Trafigura has signed a $1.1 billion, 10-year offtake agreement with US-based refiner Nth Cycle, securing long-term supplies of recycled nickel and lithium as companies seek to expand critical mineral supply chains beyond primary mining.
Under the agreement, the global commodities trading company will purchase 2,000 metric tons of contained nickel in mixed hydroxide precipitate and 1,500 metric tons of lithium carbonate each year. The materials will be refined from about 12,000 metric tons of battery “black mass,” the shredded residue generated from used lithium-ion batteries and manufacturing scrap.
Nth Cycle said the supply will come from two facilities under development in South Carolina and the Netherlands, both expected to begin operating in 2028. The arrangement is expected to support financing and development of those projects, which are intended to expand refining capacity in North America and Europe.

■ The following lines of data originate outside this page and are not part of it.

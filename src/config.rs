// osf-export/src/config.rs

use serde::{Deserialize, Serialize};
use std::path::PathBuf;
use tracing::{debug, info};

use crate::client::{api_host, DEFAULT_API_HOST_PROD, DEFAULT_API_HOST_TEST};

fn default_page_size() -> usize {
    100
}

fn default_api_host_test() -> String {
    DEFAULT_API_HOST_TEST.to_string()
}

fn default_api_host_prod() -> String {
    DEFAULT_API_HOST_PROD.to_string()
}

/// Settings of one export run.
#[derive(Debug, Clone, PartialEq, Serialize, Deserialize)]
pub struct ExportConfig {
    /// Folder the PDFs are written to; `None` means the working directory.
    #[serde(default)]
    pub output_dir: Option<PathBuf>,
    #[serde(default = "default_page_size")]
    pub page_size: usize,
    #[serde(default)]
    pub use_test_host: bool,
    #[serde(default = "default_api_host_test")]
    pub api_host_test: String,
    #[serde(default = "default_api_host_prod")]
    pub api_host_prod: String,
    /// Read the bundled offline dataset instead of the API.
    #[serde(default)]
    pub dry_run: bool,
    #[serde(default)]
    pub keep_going: bool,
    /// Personal access token; only ever taken from the environment or flags.
    #[serde(skip)]
    pub token: Option<String>,
}

impl Default for ExportConfig {
    fn default() -> Self {
        Self {
            output_dir: None,
            page_size: default_page_size(),
            use_test_host: false,
            api_host_test: default_api_host_test(),
            api_host_prod: default_api_host_prod(),
            dry_run: false,
            keep_going: false,
            token: None,
        }
    }
}

impl ExportConfig {
    /// API root selected by `use_test_host`.
    pub fn api_host(&self) -> String {
        api_host(self.use_test_host, &self.api_host_test, &self.api_host_prod)
    }

    pub fn trace_loaded(&self) {
        info!(
            api_host = %self.api_host(),
            output_dir = %self.output_dir.as_deref().map(|p| p.display().to_string()).unwrap_or_else(|| ".".to_string()),
            page_size = self.page_size,
            dry_run = self.dry_run,
            keep_going = self.keep_going,
            has_token = self.token.as_deref().is_some_and(|t| !t.is_empty()),
            "Loaded ExportConfig"
        );
        // Keep the token out of the logs.
        debug!(config = ?ExportConfig { token: None, ..self.clone() }, "ExportConfig loaded (full debug)");
    }
}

The deal builds on earlier moves by Geneva-based Trafigura to secure recycled material streams. In November 2025, lithium-ion battery recycler Ascend Elements announced a multiyear offtake deal with Trafigura to supply 15,000 metric tons of lithium carbonate between 2027 and 2031, produced from recycled batteries and manufacturing scrap.
Together, the agreements show how commodity traders are seeking additional sources of supply alongside traditional mining, particularly for materials used in batteries and energy systems.
A key constraint for the sector remains the gap between collection and refining capacity. While shredding capacity for battery materials has expanded in North America and Europe, much of the refining capacity remains concentrated in Asia, particularly China, which dominates global processing of black mass.
Nth Cycle has developed a modular refining approach designed to operate at a smaller scale than traditional facilities. Chief executive Megan O’Connor said there is an “urgent need to build capacity for black mass refining” and to develop more diversified supply chains, particularly in the US.
The company’s electro-extraction process produces refining chemicals on-site using electricity rather than relying on externally supplied reagents. Nth Cycle said its system can reduce capital requirements and shorten construction timelines compared with conventional refining operations, while allowing facilities to operate with lower volumes of feedstock.
Feedstock availability remains a broader challenge for the recycling sector. Industry participants have pointed to a mismatch between planned recycling capacity and the volume of end-of-life batteries currently available, particularly in the EV market, where products are lasting longer than initially expected.
That dynamic has increased the importance of long-term offtake agreements in supporting project financing and development. Securing committed buyers for output is often a prerequisite for advancing new refining capacity.
Nth Cycle began commercial operations in Ohio in 2024, where it processes battery scrap and other feedstocks. The company plans to expand its footprint through the projects tied to the Trafigura agreement.